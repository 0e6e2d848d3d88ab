use std::collections::HashMap;

use crate::{
    hint_processor::{
        builtin_hint_processor::hint_utils::{get_integer_from_var_name, get_ptr_from_var_name},
        hint_processor_definition::HintReference,
    },
    serde::deserialize_program::ApTracking,
    types::instance_definitions::CELLS_PER_SIGNATURE,
    vm::{
        errors::hint_errors::HintError, runners::builtin_runner::BuiltinRunnerCapabilities,
        vm_core::VirtualMachine,
    },
};

/*
Implements hint:
%{ ecdsa_builtin.add_signature(ids.ecdsa_ptr.address_, (ids.signature_r, ids.signature_s)) %}
*/
pub fn verify_ecdsa_signature(
    vm: &mut VirtualMachine,
    ids_data: &HashMap<String, HintReference>,
    ap_tracking: &ApTracking,
) -> Result<(), HintError> {
    let signature_r =
        get_integer_from_var_name("signature_r", vm, ids_data, ap_tracking)?.into_owned();
    let signature_s =
        get_integer_from_var_name("signature_s", vm, ids_data, ap_tracking)?.into_owned();
    let ecdsa_ptr = get_ptr_from_var_name("ecdsa_ptr", vm, ids_data, ap_tracking)?;
    let ecdsa_builtin = vm.get_signature_builtin()?;
    if ecdsa_ptr.segment_index != ecdsa_builtin.base() as isize {
        return Err(HintError::AddSignatureWrongEcdsaPtr(Box::new(ecdsa_ptr)));
    }
    if ecdsa_ptr.offset % CELLS_PER_SIGNATURE as usize != 0 {
        return Err(HintError::AddSignatureNotAPublicKey(Box::new(ecdsa_ptr)));
    }
    ecdsa_builtin.add_signature(ecdsa_ptr, (signature_r, signature_s));
    Ok(())
}

#[cfg(test)]
mod tests {
    use super::*;
    use crate::hint_processor::builtin_hint_processor::hint_code::VERIFY_ECDSA_SIGNATURE;
    use crate::vm::errors::vm_errors::VirtualMachineError;
    use crate::vm::runners::builtin_runner::SignatureBuiltinRunner;
    use crate::{relocatable, utils::test_utils::*, Felt252};
    use assert_matches::assert_matches;

    // ids: ecdsa_ptr, signature_r, signature_s
    fn vm_with_signature_ids(segment: isize, offset: usize) -> VirtualMachine {
        let mut vm = vm!();
        vm.builtin_runners = vec![SignatureBuiltinRunner::new(Some(512), true).into()];
        vm.run_context.fp = relocatable!(1, 3);
        vm.segments = segments![((1, 0), (segment, offset)), ((1, 1), 11), ((1, 2), 12)];
        vm
    }

    #[test]
    fn registers_signature() {
        let mut vm = vm_with_signature_ids(0, 2);
        let ids_data = ids_data!["ecdsa_ptr", "signature_r", "signature_s"];
        assert_matches!(run_hint!(vm, ids_data, VERIFY_ECDSA_SIGNATURE), Ok(()));
        assert_eq!(
            vm.get_signature_builtin().unwrap().signatures(),
            HashMap::from([(relocatable!(0, 2), (Felt252::from(11), Felt252::from(12)))])
        );
    }

    #[test]
    fn pointer_outside_builtin_segment() {
        let mut vm = vm_with_signature_ids(1, 0);
        let ids_data = ids_data!["ecdsa_ptr", "signature_r", "signature_s"];
        assert_matches!(
            run_hint!(vm, ids_data, VERIFY_ECDSA_SIGNATURE),
            Err(HintError::AddSignatureWrongEcdsaPtr(bx)) if *bx == relocatable!(1, 0)
        );
    }

    #[test]
    fn pointer_at_message_cell() {
        let mut vm = vm_with_signature_ids(0, 3);
        let ids_data = ids_data!["ecdsa_ptr", "signature_r", "signature_s"];
        assert_matches!(
            run_hint!(vm, ids_data, VERIFY_ECDSA_SIGNATURE),
            Err(HintError::AddSignatureNotAPublicKey(bx)) if *bx == relocatable!(0, 3)
        );
    }

    #[test]
    fn no_signature_builtin() {
        let mut vm = vm_with_signature_ids(0, 0);
        vm.builtin_runners.clear();
        let ids_data = ids_data!["ecdsa_ptr", "signature_r", "signature_s"];
        assert_matches!(
            run_hint!(vm, ids_data, VERIFY_ECDSA_SIGNATURE),
            Err(HintError::Internal(VirtualMachineError::NoSignatureBuiltin))
        );
    }
}
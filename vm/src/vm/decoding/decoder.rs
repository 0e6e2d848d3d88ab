use crate::{
    types::instruction::{
        ApUpdate, FpUpdate, Instruction, Op1Addr, Opcode, PcUpdate, Register, Res,
    },
    vm::errors::vm_errors::VirtualMachineError,
};

// Word layout, low to high:
//   bits  0..16  off0 (dst), biased by 2^15
//   bits 16..32  off1 (op0), biased by 2^15
//   bits 32..48  off2 (op1), biased by 2^15
//   bits 48..63  flags
//
// Flags, low to high:
//  0|  opcode|ap_update|pc_update|res_logic|op1_src|op0_reg|dst_reg
// 15|14 13 12|    11 10|  9  8  7|     6  5|4  3  2|      1|      0

const HIGH_BIT: u64 = 1 << 63;
const FLAGS_OFFSET: u64 = 48;
const OFFSET_MASK: u64 = 0xFFFF;
const OFFSET_BIAS: i64 = 1 << 15;

/// `(mask, shift)` of each flag group inside the 16 flag bits.
const DST_REG: (u64, u64) = (0x0001, 0);
const OP0_REG: (u64, u64) = (0x0002, 1);
const OP1_SRC: (u64, u64) = (0x001C, 2);
const RES_LOGIC: (u64, u64) = (0x0060, 5);
const PC_UPDATE: (u64, u64) = (0x0380, 7);
const AP_UPDATE: (u64, u64) = (0x0C00, 10);
const OPCODE: (u64, u64) = (0x7000, 12);

fn flag(flags: u64, (mask, shift): (u64, u64)) -> u64 {
    (flags & mask) >> shift
}

fn register(bit: u64) -> Register {
    if bit == 1 {
        Register::FP
    } else {
        Register::AP
    }
}

/// Decodes a 64 bit instruction word. Reserved flag combinations are rejected.
pub fn decode_instruction(encoded_instr: u64) -> Result<Instruction, VirtualMachineError> {
    if encoded_instr & HIGH_BIT != 0 {
        return Err(VirtualMachineError::InstructionNonZeroHighBit);
    }

    let off0 = decode_offset(encoded_instr);
    let off1 = decode_offset(encoded_instr >> 16);
    let off2 = decode_offset(encoded_instr >> 32);

    let flags = encoded_instr >> FLAGS_OFFSET;

    let op1_addr = match flag(flags, OP1_SRC) {
        0 => Op1Addr::Op0,
        1 => Op1Addr::Imm,
        2 => Op1Addr::FP,
        4 => Op1Addr::AP,
        n => return Err(VirtualMachineError::InvalidOp1Reg(n)),
    };

    let pc_update = match flag(flags, PC_UPDATE) {
        0 => PcUpdate::Regular,
        1 => PcUpdate::Jump,
        2 => PcUpdate::JumpRel,
        4 => PcUpdate::Jnz,
        n => return Err(VirtualMachineError::InvalidPcUpdate(n)),
    };

    // `jnz` leaves res unconstrained when no logic is selected.
    let res = match flag(flags, RES_LOGIC) {
        0 if pc_update == PcUpdate::Jnz => Res::Unconstrained,
        0 => Res::Op1,
        1 => Res::Add,
        2 => Res::Mul,
        n => return Err(VirtualMachineError::InvalidRes(n)),
    };

    let opcode = match flag(flags, OPCODE) {
        0 => Opcode::NOp,
        1 => Opcode::Call,
        2 => Opcode::Ret,
        4 => Opcode::AssertEq,
        n => return Err(VirtualMachineError::InvalidOpcode(n)),
    };

    // `call` always pushes two words.
    let ap_update = match flag(flags, AP_UPDATE) {
        0 if opcode == Opcode::Call => ApUpdate::Add2,
        0 => ApUpdate::Regular,
        1 => ApUpdate::Add,
        2 => ApUpdate::Add1,
        n => return Err(VirtualMachineError::InvalidApUpdate(n)),
    };

    let fp_update = match opcode {
        Opcode::Call => FpUpdate::APPlus2,
        Opcode::Ret => FpUpdate::Dst,
        _ => FpUpdate::Regular,
    };

    Ok(Instruction {
        off0,
        off1,
        off2,
        dst_register: register(flag(flags, DST_REG)),
        op0_register: register(flag(flags, OP0_REG)),
        op1_addr,
        res,
        pc_update,
        ap_update,
        fp_update,
        opcode,
    })
}

/// Takes the low 16 bits of `word` and removes the 2^15 bias.
fn decode_offset(word: u64) -> isize {
    ((word & OFFSET_MASK) as i64 - OFFSET_BIAS) as isize
}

□ □ □

Brief:
Taking the entries above, restate exactly those lines that fall between the line with "let ecdsa_builtin = vm.get_signature_builtin()?;" and the line with "if ecdsa_ptr.offset %", keeping both of those lines too.

Written answer:
    let ecdsa_builtin = vm.get_signature_builtin()?;
    if ecdsa_ptr.segment_index != ecdsa_builtin.base() as isize {
        return Err(HintError::AddSignatureWrongEcdsaPtr(Box::new(ecdsa_ptr)));
    }
    if ecdsa_ptr.offset % CELLS_PER_SIGNATURE as usize != 0 {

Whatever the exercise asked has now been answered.